What happens if I remember ferrets can be pets and I suggest that? well now we need a *new* goal to find which of the cat or ferret you'd prefer.
Note: for most things we don't go to this level of detail b/c we don't need to; like if you have multiple apps to choose from that satisfy all your goals you can just choose one. If you find out a reason it's not good, then you've added a new goal (if you weren't originally mistaken, that is) and can go back to the list of other options.
Note 2: The method and framework I've just used wrt the pet problem is something called yes/no philosophy and has been developed by Elliot Temple over the past ~10+ years. Here are some links:
Argument · Yes or No Philosophy, Curiosity – Rejecting Gradations of Certainty, Curiosity – Critical Rationalism Epistemology Explanations, Curiosity – Critical Preferences and Strong Arguments, Curiosity – Rationally Resolving Conflicts of Ideas, Curiosity – Explaining Popper on Fallible Scientific Knowledge, Curiosity – Yes or No Philosophy Discussion with Andrew Crawshaw
Note 3: During the link-finding exercise I found this: "All ideas are either true or false and should be judged as refuted or non-refuted and not given any other status – see yes no philosophy." (credit: Alan Forrester) I think this is a good way to look at it; *technically and epistemically speaking:* true/false is not a judgement we can make, but refuted/non-refuted *is*. we use refuted/non-refuted as a proxy for false/true when making decisions, because (as fallible beings) we cannot do any better than that.

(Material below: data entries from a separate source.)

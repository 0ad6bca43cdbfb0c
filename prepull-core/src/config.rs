//! Pull configuration
//!
//! Defines the immutable record the runner consumes: which registry
//! backend to authenticate against, which image to pull, and the
//! credential group for the selected backend. The record is assembled
//! once at process start and never mutated afterwards.

use std::time::Duration;

use serde::Deserialize;

use crate::error::{PrepullError, Result};

/// Environment variable names consumed by [`PullConfig::from_env`]
pub mod vars {
    pub const IMAGE_TYPE: &str = "PULL_IMAGE_TYPE";
    pub const IMAGE_NAME: &str = "PULL_IMAGE_NAME";
    pub const DOCKER_LOGIN: &str = "DOCKER_LOGIN";
    pub const DOCKER_PWD: &str = "DOCKER_PWD";
    pub const DOCKER_EMAIL: &str = "DOCKER_EMAIL";
    pub const GCR_KEY: &str = "GCR_KEY";
    pub const STARTUP_DELAY: &str = "PULL_STARTUP_DELAY";
}

/// Registry backend selected by PULL_IMAGE_TYPE
#[derive(Debug, Clone, Copy, PartialEq, Eq)]
pub enum ImageType {
    /// Docker Hub, authenticated with username/password login
    Docker,
    /// Google Container Registry, authenticated with a service-account key
    Gcr,
}

impl ImageType {
    /// Parses a PULL_IMAGE_TYPE value
    ///
    /// Accepts the documented spellings ("Docker", "GCR") case-insensitively.
    /// Anything else is rejected outright instead of falling through to an
    /// unauthenticated pull.
    pub fn parse(value: &str) -> Result<Self> {
        match value.trim().to_ascii_lowercase().as_str() {
            "docker" => Ok(Self::Docker),
            "gcr" => Ok(Self::Gcr),
            _ => Err(PrepullError::UnsupportedImageType(value.to_string())),
        }
    }
}

impl std::fmt::Display for ImageType {
    fn fmt(&self, f: &mut std::fmt::Formatter<'_>) -> std::fmt::Result {
        match self {
            Self::Docker => write!(f, "Docker"),
            Self::Gcr => write!(f, "GCR"),
        }
    }
}

/// Docker Hub login credentials
#[derive(Clone)]
pub struct DockerCredentials {
    /// Registry username
    pub username: String,
    /// Registry password
    pub password: String,
    /// Registry account email
    pub email: String,
}

impl std::fmt::Debug for DockerCredentials {
    // Keeps the password out of debug output and logs
    fn fmt(&self, f: &mut std::fmt::Formatter<'_>) -> std::fmt::Result {
        f.debug_struct("DockerCredentials")
            .field("username", &self.username)
            .field("password", &"<redacted>")
            .field("email", &self.email)
            .finish()
    }
}

/// Service-account key for GCR
#[derive(Clone)]
pub struct GcrCredentials {
    /// Raw key document content (JSON)
    pub key_json: String,
}

impl std::fmt::Debug for GcrCredentials {
    fn fmt(&self, f: &mut std::fmt::Formatter<'_>) -> std::fmt::Result {
        f.debug_struct("GcrCredentials")
            .field("key_json", &"<redacted>")
            .finish()
    }
}

/// Fields of the service-account key document the runner cares about
#[derive(Debug, Deserialize)]
struct ServiceAccountKey {
    client_email: Option<String>,
}

impl GcrCredentials {
    /// Extracts the service-account email from the key document, if present
    ///
    /// Returns None when the document is not valid JSON or carries no
    /// client_email field; activation then lets the tool infer the account.
    pub fn client_email(&self) -> Option<String> {
        serde_json::from_str::<ServiceAccountKey>(&self.key_json)
            .ok()
            .and_then(|key| key.client_email)
    }
}

/// Credential group for the selected backend
///
/// Exactly one group exists per configuration; the other group's absence
/// from the environment is not an error.
#[derive(Debug, Clone)]
pub enum RegistryAuth {
    Docker(DockerCredentials),
    Gcr(GcrCredentials),
}

impl RegistryAuth {
    /// Backend this credential group belongs to
    pub fn image_type(&self) -> ImageType {
        match self {
            Self::Docker(_) => ImageType::Docker,
            Self::Gcr(_) => ImageType::Gcr,
        }
    }
}

/// Pull request configuration
#[derive(Debug, Clone)]
pub struct PullConfig {
    /// Fully qualified image reference to pull
    pub image: String,

    /// Credentials for the selected registry backend
    pub auth: RegistryAuth,

    /// Grace period before the first external call
    pub startup_delay: Duration,
}

impl PullConfig {
    /// Creates configuration from process environment variables
    ///
    /// Expected environment variables:
    /// - PULL_IMAGE_TYPE (required, "Docker" or "GCR")
    /// - PULL_IMAGE_NAME (required)
    /// - DOCKER_LOGIN / DOCKER_PWD / DOCKER_EMAIL (required when type is Docker)
    /// - GCR_KEY (required when type is GCR)
    /// - PULL_STARTUP_DELAY (optional, seconds, default: 0)
    pub fn from_env() -> Result<Self> {
        Self::from_lookup(|name| std::env::var(name).ok())
    }

    /// Creates configuration from an arbitrary variable source
    ///
    /// Empty and whitespace-only values count as missing. Credential
    /// variables are checked one at a time so the first missing one is
    /// the one reported.
    pub fn from_lookup<F>(lookup: F) -> Result<Self>
    where
        F: Fn(&str) -> Option<String>,
    {
        let image_type = ImageType::parse(&require(&lookup, vars::IMAGE_TYPE)?)?;
        let image = require(&lookup, vars::IMAGE_NAME)?;

        let auth = match image_type {
            ImageType::Docker => RegistryAuth::Docker(DockerCredentials {
                username: require(&lookup, vars::DOCKER_LOGIN)?,
                password: require(&lookup, vars::DOCKER_PWD)?,
                email: require(&lookup, vars::DOCKER_EMAIL)?,
            }),
            ImageType::Gcr => RegistryAuth::Gcr(GcrCredentials {
                key_json: require(&lookup, vars::GCR_KEY)?,
            }),
        };

        let startup_delay = lookup(vars::STARTUP_DELAY)
            .and_then(|s| s.trim().parse::<u64>().ok())
            .map(Duration::from_secs)
            .unwrap_or(Duration::ZERO);

        let config = Self {
            image,
            auth,
            startup_delay,
        };
        config.validate()?;
        Ok(config)
    }

    /// Backend selected by this configuration
    pub fn image_type(&self) -> ImageType {
        self.auth.image_type()
    }

    /// Validates the assembled configuration
    ///
    /// [`from_lookup`](Self::from_lookup) already rejects missing input;
    /// this guards records built by hand.
    pub fn validate(&self) -> Result<()> {
        if self.image.trim().is_empty() {
            return Err(PrepullError::missing(vars::IMAGE_NAME));
        }

        match &self.auth {
            RegistryAuth::Docker(creds) => {
                if creds.username.trim().is_empty() {
                    return Err(PrepullError::missing(vars::DOCKER_LOGIN));
                }
                if creds.password.trim().is_empty() {
                    return Err(PrepullError::missing(vars::DOCKER_PWD));
                }
                if creds.email.trim().is_empty() {
                    return Err(PrepullError::missing(vars::DOCKER_EMAIL));
                }
            }
            RegistryAuth::Gcr(creds) => {
                if creds.key_json.trim().is_empty() {
                    return Err(PrepullError::missing(vars::GCR_KEY));
                }
            }
        }

        Ok(())
    }
}

/// Reads a required variable, treating empty values as missing
fn require<F>(lookup: &F, name: &str) -> Result<String>
where
    F: Fn(&str) -> Option<String>,
{
    match lookup(name) {
        Some(value) if !value.trim().is_empty() => Ok(value),
        _ => Err(PrepullError::missing(name)),
    }
}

I'm curious about how a bayesian would tackle that problem. Do you just stop somewhere and say "the cat has a higher probability so we'll go with that?" Do you introduce goals like I did to eliminate options? Is the elimination of those options equivalent to something like: reducing the probability of those options being true to near-zero? (or absolute zero?) Can a bayesian use this method to eliminate options without doing probability stuff? If a bayesian *can*, what if I conjecture that it's possible to *always* do it for *all* problems? If that's the case there would be a way to decisively reach a single answer - so no need for probability. (There's always the edge case there was a mistake somewhere, but I don't think there's a meaningful answer to problems like "P(a mistake in a particular chain of reasoning)" or "P(the impact of a mistake is that the solution we came to changes)" -- note: those P(__) statements are within a well defined context like an exact and particular chain of reasoning/explanation.
So we can make decisions.
Yes you do - you need a theory of expected utility; how to measure it, predict it, manipulate it, etc. You also need a theory of how to use things (b/c my expected utility of amazing tech I don't know how to use is 0). You need to believe these theories are true, otherwise you have no way to calculate a meaningful value for expected utility!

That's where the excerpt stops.